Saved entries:
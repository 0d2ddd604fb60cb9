// src/config.rs
// One versioned configuration structure for the whole pipeline. Every
// threshold the classifier consumes lives here; changing a band is a
// config change, never a code change.

use log::{debug, info, warn};
use serde::{Deserialize, Serialize};
use std::env;

/// Tier boundaries over the combined 0-100 confidence score.
#[derive(Debug, Clone, Serialize, Deserialize)]
pub struct TierBands {
    pub auto_merge_floor: f64,
    pub ai_review_floor: f64,
    pub human_review_floor: f64,
}

impl Default for TierBands {
    fn default() -> Self {
        Self {
            auto_merge_floor: 90.0,
            ai_review_floor: 70.0,
            human_review_floor: 50.0,
        }
    }
}

impl TierBands {
    pub fn validate(&self) -> Result<(), String> {
        if self.human_review_floor >= self.ai_review_floor
            || self.ai_review_floor >= self.auto_merge_floor
        {
            return Err(format!(
                "tier bands must be strictly increasing: human={}, ai={}, auto={}",
                self.human_review_floor, self.ai_review_floor, self.auto_merge_floor
            ));
        }
        if self.auto_merge_floor > 100.0 || self.human_review_floor < 0.0 {
            return Err("tier bands must lie within 0-100".to_string());
        }
        Ok(())
    }
}

/// Field weights for the similarity scorer's weighted average.
#[derive(Debug, Clone, Serialize, Deserialize)]
pub struct FieldWeights {
    pub name: f64,
    pub email: f64,
    pub phone: f64,
    pub organization: f64,
}

impl Default for FieldWeights {
    fn default() -> Self {
        Self {
            name: 0.40,
            email: 0.25,
            phone: 0.15,
            organization: 0.20,
        }
    }
}

#[derive(Debug, Clone, Serialize, Deserialize)]
pub struct DedupeConfig {
    /// Bumped whenever a default below changes meaning.
    pub version: u32,
    pub bands: TierBands,
    pub weights: FieldWeights,

    /// Raw scores below this floor never become candidate pairs.
    pub candidate_floor: f64,
    /// A single exact email/phone match floors the raw score here,
    /// regardless of how the name compared.
    pub strong_signal_floor: f64,

    /// Raw-score band in which the oracle is consulted.
    pub ai_band_low: f64,
    pub ai_band_high: f64,
    /// When the oracle's confidence lands within this distance of the raw
    /// score, the oracle dominates the blend.
    pub ai_agreement_tolerance: f64,
    /// AI-unreviewed pairs are capped just below auto-merge.
    pub ai_unreviewed_cap: f64,

    /// Cap on the graph analyzer's positive adjustment.
    pub graph_boost_cap: f64,
    /// Cap on the downward adjustment for disjoint-cluster pairs.
    pub graph_penalty_cap: f64,
    /// Per shared direct neighbor.
    pub graph_boost_per_neighbor: f64,
    /// Same connected component, no shared neighbor.
    pub graph_community_boost: f64,

    /// Worker-pool width for the scoring stages. Sized for the oracle's
    /// rate limits, not CPU.
    pub max_concurrent_scoring: usize,
    pub oracle_timeout_secs: u64,
    pub oracle_max_attempts: u32,
    pub oracle_backoff_ms: u64,
    pub store_timeout_secs: u64,
    pub ai_cache_size: usize,
}

impl Default for DedupeConfig {
    fn default() -> Self {
        Self {
            version: 1,
            bands: TierBands::default(),
            weights: FieldWeights::default(),
            candidate_floor: 40.0,
            strong_signal_floor: 88.0,
            ai_band_low: 55.0,
            ai_band_high: 89.0,
            ai_agreement_tolerance: 25.0,
            ai_unreviewed_cap: 85.0,
            graph_boost_cap: 15.0,
            graph_penalty_cap: 10.0,
            graph_boost_per_neighbor: 5.0,
            graph_community_boost: 3.0,
            max_concurrent_scoring: 8,
            oracle_timeout_secs: 30,
            oracle_max_attempts: 3,
            oracle_backoff_ms: 500,
            store_timeout_secs: 20,
            ai_cache_size: 10_000,
        }
    }
}

fn env_f64(key: &str, default: f64) -> f64 {
    match env::var(key) {
        Ok(raw) => raw.parse().unwrap_or_else(|_| {
            warn!("{}: could not parse '{}', using {}", key, raw, default);
            default
        }),
        Err(_) => default,
    }
}

fn env_usize(key: &str, default: usize) -> usize {
    match env::var(key) {
        Ok(raw) => raw.parse().unwrap_or_else(|_| {
            warn!("{}: could not parse '{}', using {}", key, raw, default);
            default
        }),
        Err(_) => default,
    }
}

fn env_u64(key: &str, default: u64) -> u64 {
    match env::var(key) {
        Ok(raw) => raw.parse().unwrap_or_else(|_| {
            warn!("{}: could not parse '{}', using {}", key, raw, default);
            default
        }),
        Err(_) => default,
    }
}

impl DedupeConfig {
    /// Create configuration from environment variables, falling back to the
    /// documented defaults.
    pub fn from_env() -> Self {
        let defaults = Self::default();
        let config = Self {
            version: defaults.version,
            bands: TierBands {
                auto_merge_floor: env_f64("DEDUPE_AUTO_MERGE_FLOOR", defaults.bands.auto_merge_floor),
                ai_review_floor: env_f64("DEDUPE_AI_REVIEW_FLOOR", defaults.bands.ai_review_floor),
                human_review_floor: env_f64(
                    "DEDUPE_HUMAN_REVIEW_FLOOR",
                    defaults.bands.human_review_floor,
                ),
            },
            weights: FieldWeights {
                name: env_f64("DEDUPE_WEIGHT_NAME", defaults.weights.name),
                email: env_f64("DEDUPE_WEIGHT_EMAIL", defaults.weights.email),
                phone: env_f64("DEDUPE_WEIGHT_PHONE", defaults.weights.phone),
                organization: env_f64("DEDUPE_WEIGHT_ORG", defaults.weights.organization),
            },
            candidate_floor: env_f64("DEDUPE_CANDIDATE_FLOOR", defaults.candidate_floor),
            strong_signal_floor: env_f64("DEDUPE_STRONG_SIGNAL_FLOOR", defaults.strong_signal_floor),
            ai_band_low: env_f64("DEDUPE_AI_BAND_LOW", defaults.ai_band_low),
            ai_band_high: env_f64("DEDUPE_AI_BAND_HIGH", defaults.ai_band_high),
            ai_agreement_tolerance: env_f64(
                "DEDUPE_AI_AGREEMENT_TOLERANCE",
                defaults.ai_agreement_tolerance,
            ),
            ai_unreviewed_cap: env_f64("DEDUPE_AI_UNREVIEWED_CAP", defaults.ai_unreviewed_cap),
            graph_boost_cap: env_f64("DEDUPE_GRAPH_BOOST_CAP", defaults.graph_boost_cap),
            graph_penalty_cap: env_f64("DEDUPE_GRAPH_PENALTY_CAP", defaults.graph_penalty_cap),
            graph_boost_per_neighbor: env_f64(
                "DEDUPE_GRAPH_BOOST_PER_NEIGHBOR",
                defaults.graph_boost_per_neighbor,
            ),
            graph_community_boost: env_f64(
                "DEDUPE_GRAPH_COMMUNITY_BOOST",
                defaults.graph_community_boost,
            ),
            max_concurrent_scoring: env_usize(
                "DEDUPE_MAX_CONCURRENT_SCORING",
                defaults.max_concurrent_scoring,
            ),
            oracle_timeout_secs: env_u64("DEDUPE_ORACLE_TIMEOUT_SECS", defaults.oracle_timeout_secs),
            oracle_max_attempts: env_u64("DEDUPE_ORACLE_MAX_ATTEMPTS", defaults.oracle_max_attempts as u64)
                as u32,
            oracle_backoff_ms: env_u64("DEDUPE_ORACLE_BACKOFF_MS", defaults.oracle_backoff_ms),
            store_timeout_secs: env_u64("DEDUPE_STORE_TIMEOUT_SECS", defaults.store_timeout_secs),
            ai_cache_size: env_usize("DEDUPE_AI_CACHE_SIZE", defaults.ai_cache_size),
        };
        debug!("Loaded dedupe config v{}: {:?}", config.version, config);
        config
    }

    pub fn validate(&self) -> Result<(), String> {
        self.bands.validate()?;
        if self.ai_band_high >= self.bands.auto_merge_floor + 1.0 {
            return Err(format!(
                "AI band high ({}) should not exceed the auto-merge floor ({})",
                self.ai_band_high, self.bands.auto_merge_floor
            ));
        }
        if self.max_concurrent_scoring == 0 {
            return Err("max_concurrent_scoring must be at least 1".to_string());
        }
        if self.ai_cache_size == 0 {
            return Err("ai_cache_size must be at least 1".to_string());
        }
        Ok(())
    }

    pub fn log_config(&self) {
        info!(
            "Dedupe config v{}: auto-merge >= {}, AI review >= {}, human review >= {}, reject below",
            self.version,
            self.bands.auto_merge_floor,
            self.bands.ai_review_floor,
            self.bands.human_review_floor
        );
        info!(
            "   AI band {}-{}, concurrency {}, oracle timeout {}s",
            self.ai_band_low, self.ai_band_high, self.max_concurrent_scoring, self.oracle_timeout_secs
        );
    }
}

#[cfg(test)]
mod tests {
    use super::*;

    #[test]
    fn test_default_config_is_valid() {
        assert!(DedupeConfig::default().validate().is_ok());
    }

    #[test]
    fn test_inverted_bands_rejected() {
        let mut config = DedupeConfig::default();
        config.bands.ai_review_floor = 95.0;
        assert!(config.validate().is_err());
    }

    #[test]
    fn test_zero_concurrency_rejected() {
        let mut config = DedupeConfig::default();
        config.max_concurrent_scoring = 0;
        assert!(config.validate().is_err());
    }
}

Task details – Within the data, how many lines hold "configuration"? Respond with only the number.

Answer to the problem – 2